• **PROBLEM REQUIREMENTS**
Every line below that contains the word "points" must be copied.

• **EXCERPTED DATA**

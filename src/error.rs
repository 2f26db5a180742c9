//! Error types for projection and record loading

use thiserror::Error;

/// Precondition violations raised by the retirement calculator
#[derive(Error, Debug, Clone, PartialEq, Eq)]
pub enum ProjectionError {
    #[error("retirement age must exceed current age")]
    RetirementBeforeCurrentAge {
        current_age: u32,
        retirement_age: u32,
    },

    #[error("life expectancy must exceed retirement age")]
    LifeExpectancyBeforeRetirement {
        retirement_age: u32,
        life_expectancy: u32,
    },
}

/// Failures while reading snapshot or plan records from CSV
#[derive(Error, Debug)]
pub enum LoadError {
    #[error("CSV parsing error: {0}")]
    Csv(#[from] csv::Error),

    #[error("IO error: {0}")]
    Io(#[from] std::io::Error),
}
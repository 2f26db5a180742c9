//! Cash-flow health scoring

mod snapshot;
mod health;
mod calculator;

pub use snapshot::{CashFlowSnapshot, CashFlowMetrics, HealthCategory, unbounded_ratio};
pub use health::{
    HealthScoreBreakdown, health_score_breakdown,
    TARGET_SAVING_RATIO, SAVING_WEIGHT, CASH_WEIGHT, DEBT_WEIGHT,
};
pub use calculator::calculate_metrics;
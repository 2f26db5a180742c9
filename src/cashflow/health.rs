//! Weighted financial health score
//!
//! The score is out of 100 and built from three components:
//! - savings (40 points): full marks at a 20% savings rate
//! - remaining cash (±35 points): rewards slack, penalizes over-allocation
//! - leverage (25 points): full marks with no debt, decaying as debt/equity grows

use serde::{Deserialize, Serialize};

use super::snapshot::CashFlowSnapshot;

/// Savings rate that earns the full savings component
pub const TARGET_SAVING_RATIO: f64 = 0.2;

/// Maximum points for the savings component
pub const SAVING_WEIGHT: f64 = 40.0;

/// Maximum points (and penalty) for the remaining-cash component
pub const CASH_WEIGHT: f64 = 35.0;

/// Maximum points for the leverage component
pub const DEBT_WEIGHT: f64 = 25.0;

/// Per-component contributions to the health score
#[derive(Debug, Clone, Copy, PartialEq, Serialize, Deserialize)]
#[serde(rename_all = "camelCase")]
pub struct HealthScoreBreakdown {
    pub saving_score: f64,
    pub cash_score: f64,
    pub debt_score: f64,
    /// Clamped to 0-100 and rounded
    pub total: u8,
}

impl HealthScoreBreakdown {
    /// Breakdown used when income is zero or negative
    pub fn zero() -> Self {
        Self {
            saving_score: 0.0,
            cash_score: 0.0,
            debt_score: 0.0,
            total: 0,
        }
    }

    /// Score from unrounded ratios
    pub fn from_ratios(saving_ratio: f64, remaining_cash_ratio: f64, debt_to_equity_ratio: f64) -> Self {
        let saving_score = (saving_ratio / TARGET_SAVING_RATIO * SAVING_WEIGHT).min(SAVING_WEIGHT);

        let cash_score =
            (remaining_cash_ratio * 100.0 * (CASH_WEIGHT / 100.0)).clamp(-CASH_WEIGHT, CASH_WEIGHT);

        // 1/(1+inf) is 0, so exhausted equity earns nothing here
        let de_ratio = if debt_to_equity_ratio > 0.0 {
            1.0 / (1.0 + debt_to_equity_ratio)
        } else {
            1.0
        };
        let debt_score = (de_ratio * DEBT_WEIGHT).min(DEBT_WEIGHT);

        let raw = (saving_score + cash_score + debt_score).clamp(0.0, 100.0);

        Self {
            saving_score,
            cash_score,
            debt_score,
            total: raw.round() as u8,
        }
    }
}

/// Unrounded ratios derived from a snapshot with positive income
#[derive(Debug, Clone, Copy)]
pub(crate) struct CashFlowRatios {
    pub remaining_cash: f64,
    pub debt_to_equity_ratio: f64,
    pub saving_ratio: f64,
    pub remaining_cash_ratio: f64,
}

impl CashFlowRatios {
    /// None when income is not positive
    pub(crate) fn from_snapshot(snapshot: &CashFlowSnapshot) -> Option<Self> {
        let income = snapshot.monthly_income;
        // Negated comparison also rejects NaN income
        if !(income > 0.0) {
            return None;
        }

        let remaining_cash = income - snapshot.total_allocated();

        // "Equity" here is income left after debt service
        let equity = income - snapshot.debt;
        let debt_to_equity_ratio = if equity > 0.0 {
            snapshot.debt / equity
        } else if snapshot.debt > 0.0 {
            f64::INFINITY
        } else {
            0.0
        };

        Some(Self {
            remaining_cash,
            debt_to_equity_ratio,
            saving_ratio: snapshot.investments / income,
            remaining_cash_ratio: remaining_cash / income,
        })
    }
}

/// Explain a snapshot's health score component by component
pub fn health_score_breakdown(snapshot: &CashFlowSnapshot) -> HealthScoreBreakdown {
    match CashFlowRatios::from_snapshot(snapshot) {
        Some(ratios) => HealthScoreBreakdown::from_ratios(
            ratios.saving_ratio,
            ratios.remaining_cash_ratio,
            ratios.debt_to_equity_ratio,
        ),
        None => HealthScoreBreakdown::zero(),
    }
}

• **OUTPUT OF THE TASK**
//! - savings (40 points): full marks at a 20% savings rate
//! - remaining cash (±35 points): rewards slack, penalizes over-allocation
//! - leverage (25 points): full marks with no debt, decaying as debt/equity grows
/// Maximum points for the savings component
/// Maximum points (and penalty) for the remaining-cash component
/// Maximum points for the leverage component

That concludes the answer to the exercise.